This study examined the associations of body mass index (BMI), waist circumference (WC), and cardiorespiratory fitness (CRF) with incident functional limitation (IFL) in adults.
Patients (n = 2400), 30+ years [mean age, 45.2 (SD, 8.3); 12% women], completed a baseline health examination during 1979 to 1995. CRF was quantified by age-and sex-specific thirds for maximal treadmill exercise test duration. Adiposity was assessed by BMI and WC (grouped for analysis according to clinical guidelines). Incident IFL was identified from mail-back surveys during 1995, 1999, and 2004.
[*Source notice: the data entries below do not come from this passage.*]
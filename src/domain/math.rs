// Small 2-D helpers shared by the simulation systems. No state, no I/O.

/// Euclidean distance between two points.
pub fn distance(ax: f32, ay: f32, bx: f32, by: f32) -> f32 {
    let dx = bx - ax;
    let dy = by - ay;
    (dx * dx + dy * dy).sqrt()
}

/// Scales (x, y) to unit length; zero vectors stay zero.
pub fn normalize(x: f32, y: f32) -> (f32, f32) {
    let len = (x * x + y * y).sqrt();
    if len > 0.0 { (x / len, y / len) } else { (0.0, 0.0) }
}

/// Rescales (vx, vy) so its magnitude does not exceed `max`.
/// Vectors already within the limit are returned unchanged.
pub fn clamp_magnitude(vx: f32, vy: f32, max: f32) -> (f32, f32) {
    let len = (vx * vx + vy * vy).sqrt();
    if len > max && len > 0.0 {
        let scale = max / len;
        (vx * scale, vy * scale)
    } else {
        (vx, vy)
    }
}
// Economy stage: magnetic drift of dropped currency and pickup collection.

use crate::domain::math;
use crate::domain::state::{SimPickup, SimPlayer};
use crate::domain::tuning::Tuning;
use crate::domain::world::SimEvent;
use tracing::info;

/// Player-outer, pickup-inner scan. A pickup inside the magnet radius drifts
/// toward the player; once circles overlap the full amount transfers and the
/// pickup is removed. There is no ownership: anyone may collect any drop,
/// including their own. When several players attract one pickup, the first
/// collector in iteration order wins.
pub fn tick_pickups(
    players: &mut [SimPlayer],
    pickups: &mut Vec<SimPickup>,
    tuning: &Tuning,
    events: &mut Vec<SimEvent>,
) {
    let collect_range = tuning.player.radius + tuning.pickup.radius;

    for p in players.iter_mut() {
        let mut i = 0;
        while i < pickups.len() {
            let m = &mut pickups[i];
            let dist = math::distance(p.x, p.y, m.x, m.y);

            if dist < collect_range {
                p.money += m.amount;
                info!(
                    player_id = p.id,
                    pickup_id = m.id,
                    amount = m.amount,
                    money = p.money,
                    "money picked up"
                );
                events.push(SimEvent::MoneyPickedUp {
                    player_id: p.id,
                    pickup_id: m.id,
                    money: p.money,
                });
                pickups.remove(i);
                // Do not advance: the next pickup shifted into slot i.
            } else if dist < tuning.pickup.magnet_radius {
                let (dx, dy) = math::normalize(p.x - m.x, p.y - m.y);
                m.x += dx * tuning.pickup.pull_speed;
                m.y += dy * tuning.pickup.pull_speed;
                i += 1;
            } else {
                i += 1;
            }
        }
    }
}

#[cfg(test)]
mod tests {
    use super::*;
    use rand::SeedableRng;
    use rand::rngs::StdRng;

    fn player_at(id: u64, x: f32, y: f32, tuning: &Tuning) -> SimPlayer {
        let mut rng = StdRng::seed_from_u64(id);
        let mut p = SimPlayer::spawn(id, &tuning.world, &tuning.player, &mut rng);
        p.x = x;
        p.y = y;
        p
    }

    fn pickup_at(id: u64, x: f32, y: f32, amount: f32, tuning: &Tuning) -> SimPickup {
        SimPickup {
            id,
            x,
            y,
            radius: tuning.pickup.radius,
            amount,
        }
    }

    #[test]
    fn collection_transfers_full_amount_and_removes_one_pickup() {
        let tuning = Tuning::default();
        let mut players = vec![player_at(1, 500.0, 500.0, &tuning)];
        players[0].money = 2.0;
        let mut pickups = vec![pickup_at(1, 505.0, 500.0, 12.5, &tuning)];

        let mut events = Vec::new();
        tick_pickups(&mut players, &mut pickups, &tuning, &mut events);

        assert_eq!(players[0].money, 14.5);
        assert!(pickups.is_empty());
        assert_eq!(events.len(), 1);
        assert!(matches!(
            events[0],
            SimEvent::MoneyPickedUp { player_id: 1, pickup_id: 1, .. }
        ));
    }

    #[test]
    fn two_pickups_in_magnet_range_both_drift_but_only_overlap_collects() {
        let tuning = Tuning::default();
        let mut players = vec![player_at(1, 500.0, 500.0, &tuning)];
        // One overlapping, one inside the magnet radius but out of reach.
        let mut pickups = vec![
            pickup_at(1, 510.0, 500.0, 3.0, &tuning),
            pickup_at(2, 580.0, 500.0, 4.0, &tuning),
        ];
        let far_start = pickups[1].x;

        let mut events = Vec::new();
        tick_pickups(&mut players, &mut pickups, &tuning, &mut events);

        assert_eq!(events.len(), 1);
        assert_eq!(pickups.len(), 1);
        assert_eq!(pickups[0].id, 2);
        // The remaining pickup drifted toward the player at the pull speed.
        assert_eq!(pickups[0].x, far_start - tuning.pickup.pull_speed);
    }

    #[test]
    fn pickups_outside_magnet_radius_do_not_move() {
        let tuning = Tuning::default();
        let mut players = vec![player_at(1, 500.0, 500.0, &tuning)];
        let mut pickups = vec![pickup_at(1, 900.0, 500.0, 3.0, &tuning)];

        let mut events = Vec::new();
        tick_pickups(&mut players, &mut pickups, &tuning, &mut events);
        assert!(events.is_empty());
        assert_eq!(pickups[0].x, 900.0);
    }

    #[test]
    fn any_player_may_collect_including_the_dropper() {
        let tuning = Tuning::default();
        // Dropper stands on their own drop.
        let mut players = vec![player_at(7, 640.0, 640.0, &tuning)];
        players[0].money = tuning.player.starting_money;
        let mut pickups = vec![pickup_at(1, 640.0, 640.0, 50.0, &tuning)];

        tick_pickups(&mut players, &mut pickups, &tuning, &mut Vec::new());
        assert_eq!(players[0].money, tuning.player.starting_money + 50.0);
    }
}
After adjusting for potential confounders and either BMI or WC, CRF was inversely related to IFL (P trend < .001). The association between BMI and IFL was significant after adjusting for all confounders (P trend = .002), but not after additional adjustment for CRF (P trend = .23). After controlling for all confounders and CRF, high WC was associated with greater odds of IFL in those aged 30 to 49; normal WC was associated with greater odds of IFL in those aged 50+.
CRF was a significant predictor of IFL in middle aged and older adults, independent of overall or abdominal adiposity. Clinicians should consider the importance of preserving functional capacity by recommending regular physical activity for normal-weight and overweight individuals.